What does a real oscilloscope trace of the crank and cam signals look like? I can't believe there would be any special VR conditioner, unless they are using a current-loop type sensor. Then you would just need a resistor to convert the current to a voltage you could monitor.
Unfortunately I don't have an oscilloscope to test with, I tried using the built in trigger scope function in tuner studios but it wasn't working unfortunately. I'm not too well educated about how the vr sensors work to know whether it's a current loop type. I found a thread on rusEFI's forum talking about how the cam sync inside the distributor is snail shape and can cause issues. I attached a picture of that maybe that's the issue?
If you believe the triggering waveform is the issue, viewing it would be the next step in diagnosing whether it's the issue or not.
A 2 channel automotive Picoscope is around $150 US, and if you can spring for a 4 or more channel unit they come in handy.

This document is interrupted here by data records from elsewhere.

impl FirKdpFilter {
    pub fn new(config: &KdpConfig) -> Self {
        Self {
            taps: hamming_taps(config.fir_length.taps() + 1),
            config: config.clone(),
            states: Vec::new(),
            output: KdpOutput::default(),
        }
    }

    fn stats_half(&self) -> usize {
        self.config.ngates_stats / 2
    }

    fn snr_ok(&self, snr: f64) -> bool {
        snr >= self.config.snr_threshold_db
    }

    fn reset_output(&mut self, snr: &Array1<f64>) {
        let n_gates = snr.len();
        let missing = || Array1::from_elem(n_gates, f64::NAN);
        let zero_or_missing: Array1<f64> = snr.mapv(|snr| if self.snr_ok(snr) { 0.0 } else { f64::NAN });
        self.output = KdpOutput {
            kdp: zero_or_missing.clone(),
            phidp_cond: missing(),
            phidp_filt: missing(),
            phidp_sdev: missing(),
            phidp_jitter: missing(),
            zdr_sdev: missing(),
            psob: zero_or_missing,
            dbz_atten_correction: missing(),
            zdr_atten_correction: missing(),
        };
    }

    /// Folds at ±90 when every phidp lies inside that interval, otherwise
    /// at ±180. Data on [0, 360) is shifted down.
    fn folding(phidp: &mut Array1<f64>) -> (bool, f64) {
        let (min, max) = phidp
            .iter()
            .filter(|v| v.is_finite())
            .fold((f64::MAX, f64::MIN), |(lo, hi), v| (lo.min(*v), hi.max(*v)));
        let folds_at_90 = min > -90.0 && max < 90.0;
        if min >= 0.0 && max > 180.0 {
            phidp.mapv_inplace(|v| v - 180.0);
        }
        let fold_range = if folds_at_90 { 180.0 } else { 360.0 };
        (folds_at_90, fold_range)
    }

    fn init_states(&mut self, phidp: &Array1<f64>, folds_at_90: bool) {
        let n_gates = phidp.len();
        self.states.clear();
        self.states.resize(n_gates, GateState::default());
        for (state, phase) in self.states.iter_mut().zip(phidp.iter()) {
            if phase.is_finite() {
                let phase = if folds_at_90 { phase * 2.0 } else { *phase };
                let (sin, cos) = phase.to_radians().sin_cos();
                *state = GateState {
                    present: true,
                    xx: cos,
                    yy: sin,
                    ..GateState::default()
                };
            }
        }
        for gate in 1..n_gates {
            let (prev, this) = (self.states[gate - 1], self.states[gate]);
            if prev.present && this.present {
                self.states[gate].dist_from_prev = (this.xx - prev.xx).hypot(this.yy - prev.yy);
            }
        }
    }

    /// Circular mean, jitter and spread of phidp around `gate`.
    fn phidp_stats(&mut self, gate: usize, folds_at_90: bool) -> Option<f64> {
        let half = self.stats_half();
        let scale = if folds_at_90 { 0.5 } else { 1.0 };
        let range = window(gate, half, self.states.len());
        let (mut count, mut sum_xx, mut sum_yy, mut sum_dist, mut sum_dist_sq) =
            (0usize, 0.0, 0.0, 0.0, 0.0);
        for state in self.states[range].iter().filter(|s| s.present) {
            sum_xx += state.xx;
            sum_yy += state.yy;
            sum_dist += state.dist_from_prev;
            sum_dist_sq += state.dist_from_prev * state.dist_from_prev;
            count += 1;
        }
        if count <= half {
            return None;
        }
        let count_f = count as f64;
        let state = &mut self.states[gate];
        state.mean_xx = sum_xx / count_f;
        state.mean_yy = sum_yy / count_f;
        let mean = state.mean_yy.atan2(state.mean_xx).to_degrees() * scale;

        let mean_dist = sum_dist / count_f;
        self.output.phidp_jitter[gate] = mean_dist.to_degrees() * scale;
        if count > 2 {
            let variance = sum_dist_sq / count_f - mean_dist * mean_dist;
            if variance >= 0.0 {
                self.output.phidp_sdev[gate] = variance.sqrt().to_degrees() * scale;
            }
        }
        Some(mean)
    }

    fn zdr_sdev(&self, gate: usize, zdr: &Array1<f64>) -> f64 {
        let half = self.stats_half();
        let values: Vec<f64> = zdr
            .slice(ndarray::s![window(gate, half, zdr.len())])
            .iter()
            .copied()
            .filter(|v| v.is_finite())
            .collect();
        if values.len() <= half {
            return f64::NAN;
        }
        StatsHelper::sdev(&values).unwrap_or(f64::NAN)
    }

    fn is_gate_valid(&self, gate: usize, mean: f64, inputs: &KdpInputs) -> bool {
        let out = &self.output;
        mean.is_finite()
            && self.snr_ok(inputs.snr[gate])
            && !exceeds(out.phidp_sdev[gate], self.config.phidp_sdev_max)
            && !exceeds(out.phidp_jitter[gate], self.config.phidp_jitter_max)
            && !(self.config.check_zdr_sdev && exceeds(out.zdr_sdev[gate], self.config.zdr_sdev_max))
            && !exceeds(self.config.rhohv_threshold, inputs.rhohv[gate])
    }

    /// Runs of valid gates long enough to filter, trimmed at each end.
    fn valid_runs(&self, valid: &[bool]) -> Vec<Run> {
        let stats = self.config.ngates_stats;
        let half = self.stats_half();
        let n_gates = valid.len();

        let mut runs: Vec<Run> = Vec::new();
        let mut run_len = 0;
        for (gate, is_valid) in valid.iter().enumerate() {
            if *is_valid {
                run_len += 1;
                if gate == n_gates - 1 && run_len > stats {
                    runs.push(Run { begin: gate + 1 - run_len, end: gate });
                }
            } else {
                if run_len > stats {
                    runs.push(Run { begin: gate - run_len, end: gate - 1 });
                }
                run_len = 0;
            }
        }

        let mut combined: Vec<Run> = Vec::with_capacity(runs.len());
        for run in runs {
            match combined.last_mut() {
                Some(last) if run.begin - last.end - 1 <= half => last.end = run.end,
                _ => combined.push(run),
            }
        }

        combined
            .into_iter()
            .filter(|run| run.len() >= stats * 2)
            .map(|run| Run {
                begin: run.begin + half,
                end: run.end - half,
            })
            .collect()
    }

    /// Unfolded mean phidp over the whole ray.
    fn unfold_mean(&mut self, mean: &Array1<f64>, runs: &[Run], fold_range: f64) -> Array1<f64> {
        let n_gates = mean.len();
        let gaps: Vec<Run> = runs
            .windows(2)
            .map(|pair| Run {
                begin: pair[0].end + 1,
                end: pair[1].begin - 1,
            })
            .collect();

        let mut mean_valid = mean.clone();
        for gap in &gaps {
            let mid = (gap.begin + gap.end) / 2;
            for gate in gap.begin..mid {
                mean_valid[gate] = mean_valid[gap.begin - 1];
                self.states[gate] = self.states[gap.begin - 1];
            }
            for gate in mid..=gap.end {
                mean_valid[gate] = mean_valid[gap.end + 1];
                self.states[gate] = self.states[gap.end + 1];
            }
        }

        let first = runs[0].begin + 2;
        let last = runs[runs.len() - 1].end - 2;
        let mut unfolded = Array1::from_elem(n_gates, f64::NAN);
        let mut sum_fold = 0.0;
        for gate in first..=last {
            let (prev, this) = (self.states[gate - 1], self.states[gate]);
            if prev.mean_xx < 0.0 && this.mean_xx < 0.0 {
                if prev.mean_yy < 0.0 && this.mean_yy > 0.0 {
                    sum_fold -= 1.0;
                } else if prev.mean_yy > 0.0 && this.mean_yy < 0.0 {
                    sum_fold += 1.0;
                }
            }
            unfolded[gate] = mean_valid[gate] + sum_fold * fold_range;
        }

        for gap in &gaps {
            let before = unfolded[gap.begin - 1];
            let delta = (unfolded[gap.end + 1] - before) / gap.len() as f64;
            for (step, gate) in (gap.begin..=gap.end).enumerate() {
                unfolded[gate] = before + delta * (step + 1) as f64;
            }
        }

        // merged runs can hold the odd gate without a mean
        let mut prev = unfolded[first];
        for gate in first..=last {
            if unfolded[gate].is_finite() {
                prev = unfolded[gate];
            } else {
                unfolded[gate] = prev;
            }
        }
        for gate in 0..first {
            unfolded[gate] = unfolded[first];
        }
        for gate in last + 1..n_gates {
            unfolded[gate] = unfolded[last];
        }
        unfolded
    }

    fn apply_fir(&self, input: &Array1<f64>) -> Array1<f64> {
        let n_gates = input.len() as isize;
        let half = (self.taps.len() / 2) as isize;
        Array1::from_shape_fn(input.len(), |gate| {
            self.taps
                .iter()
                .enumerate()
                .map(|(tap, coeff)| {
                    let index = (gate as isize - half + tap as isize).clamp(0, n_gates - 1);
                    coeff * input[index as usize]
                })
                .sum()
        })
    }

    fn filter_iterations(&self, input: &Array1<f64>, iterations: usize) -> Array1<f64> {
        let mut work = input.clone();
        for _ in 0..iterations {
            work = self.apply_fir(&work);
        }
        work
    }

    /// Filtered phidp with backscatter phase bumps removed.
    fn conditioned(&self, filt: &Array1<f64>, runs: &[Run]) -> Array1<f64> {
        let iterations = self.config.n_filt_iterations_conditioned;
        if self.config.use_iterative_filtering {
            let mut work = filt.clone();
            for _ in 0..iterations {
                let smoothed = self.apply_fir(&work);
                for ((work, smoothed), original) in
                    work.iter_mut().zip(smoothed.iter()).zip(filt.iter())
                {
                    *work = if (smoothed - *work).abs() < self.config.phidp_difference_threshold {
                        *original
                    } else {
                        *smoothed
                    };
                }
            }
            work
        } else {
            self.filter_iterations(&remove_bumps(filt, runs), iterations)
        }
    }

    fn load_kdp(&mut self, context: &RayContext, inputs: &KdpInputs, cond: &Array1<f64>, valid: &[bool]) {
        let n_gates = cond.len();
        let half = self.stats_half();
        for gate in 0..n_gates {
            if !self.snr_ok(inputs.snr[gate]) {
                continue;
            }
            let dbz_max = inputs
                .dbz
                .slice(ndarray::s![window(gate, half, n_gates)])
                .iter()
                .copied()
                .filter(|v| v.is_finite())
                .fold(f64::NAN, f64::max);
            let adaptive_len = if dbz_max.is_nan() || dbz_max < 20.0 {
                8
            } else if dbz_max < 35.0 {
                4
            } else {
                2
            };
            let i0 = gate.saturating_sub(adaptive_len);
            let i1 = (gate + adaptive_len).min(n_gates - 1);
            let len = i1 - i0;
            let mut kdp = if len < 1 {
                0.0
            } else {
                (cond[i1] - cond[i0]) / (context.gate_spacing_km * len as f64) / 2.0
            };
            if !valid[gate] || kdp.abs() < self.config.min_valid_abs_kdp {
                kdp = 0.0;
            }
            self.output.kdp[gate] = kdp;
        }
    }

    /// Measured KDP rescaled to follow the Z/ZDR estimate within each
    /// positive-KDP run.
    fn self_consistent_kdp(&self, context: &RayContext, inputs: &KdpInputs) -> Array1<f64> {
        let wavelength_cm = context.wavelength_m * 100.0;
        let dbz = median_filter(&inputs.dbz, KDP_ZZDR_MEDIAN_LEN);
        let zdr = median_filter(&inputs.zdr, KDP_ZZDR_MEDIAN_LEN);
        let kdp = &self.output.kdp;
        let kdp_zzdr = Array1::from_shape_fn(kdp.len(), |gate| {
            if kdp[gate].is_finite() {
                kdp_from_z_zdr(dbz[gate], zdr[gate], wavelength_cm)
            } else {
                f64::NAN
            }
        });

        let mut kdp_sc = kdp.mapv(|v| if v.is_finite() { 0.0 } else { f64::NAN });
        let mut run_start: Option<usize> = None;
        for gate in 0..=kdp.len() {
            let positive = gate < kdp.len()
                && kdp[gate] > self.config.kdp_min_for_self_consistency
                && kdp_zzdr[gate].is_finite();
            match (positive, run_start) {
                (true, None) => run_start = Some(gate),
                (false, Some(start)) => {
                    let end = gate - 1;
                    if end - start >= 3 {
                        let sum_kdp: f64 = kdp.slice(ndarray::s![start..=end]).sum();
                        let sum_zzdr: f64 = kdp_zzdr.slice(ndarray::s![start..=end]).sum();
                        if sum_zzdr >= MIN_SELF_CONSISTENCY_SUM {
                            let factor = sum_kdp / sum_zzdr;
                            for g in start..=end {
                                kdp_sc[g] = kdp_zzdr[g] * factor;
                            }
                        }
                    }
                    run_start = None;
                }
                _ => {}
            }
        }
        kdp_sc
    }

    fn attenuation(
        &mut self,
        context: &RayContext,
        inputs: &KdpInputs,
        valid: &[bool],
    ) {
        let (coefficients, use_self_consistency) = match self.config.attenuation {
            AttenuationCorrection::None => return,
            AttenuationCorrection::Kdp { coefficients } => (coefficients, false),
            AttenuationCorrection::SelfConsistency { coefficients } => (coefficients, true),
        };
        let coeffs = coefficients.unwrap_or_else(|| {
            AttenuationCoefficients::for_wavelength_cm(context.wavelength_m * 100.0)
        });
        let source = if use_self_consistency {
            self.self_consistent_kdp(context, inputs)
        } else {
            self.output.kdp.clone()
        };

        let (mut sum_dbz, mut sum_zdr) = (0.0, 0.0);
        for gate in 0..source.len() {
            let kdp = source[gate].min(MAX_KDP_FOR_ATTENUATION);
            if valid[gate] && kdp > 0.0 {
                sum_dbz += coeffs.dbz_coeff * kdp.powf(coeffs.dbz_expon) * context.gate_spacing_km;
                sum_zdr += coeffs.zdr_coeff * kdp.powf(coeffs.zdr_expon) * context.gate_spacing_km;
            }
            self.output.dbz_atten_correction[gate] = sum_dbz;
            self.output.zdr_atten_correction[gate] = sum_zdr;
        }
    }
}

Reading your description this sounds more like an issue with the spark edge to me. If that is inverted you will be sparking at the start of the dwell period rather than the end, this gives a large amount of spark advance with RPM as the fixed dwell time becomes a larger crank angle at higher RPM.
It could be as simple as just the spark edge setting wrong in the software or it may be a little more involved such as the ecu hardware is misconfigured for your ignition system - for example a coil driver in the ecu triggering an ignition system that also has a built-in driver. Older Honda distributors typically have the coil driver built-in to the distributor and it sparks on a rising edge - note this is the opposite to 99% of common ignition systems.
Adam has probably identified the problem. You could figure this out very quickly using an oscilloscope and your Hondata vs Rusefi operation looking at the igntion output signals. Perhaps you can find a local shop that has an oscilloscope and could do that testing for you.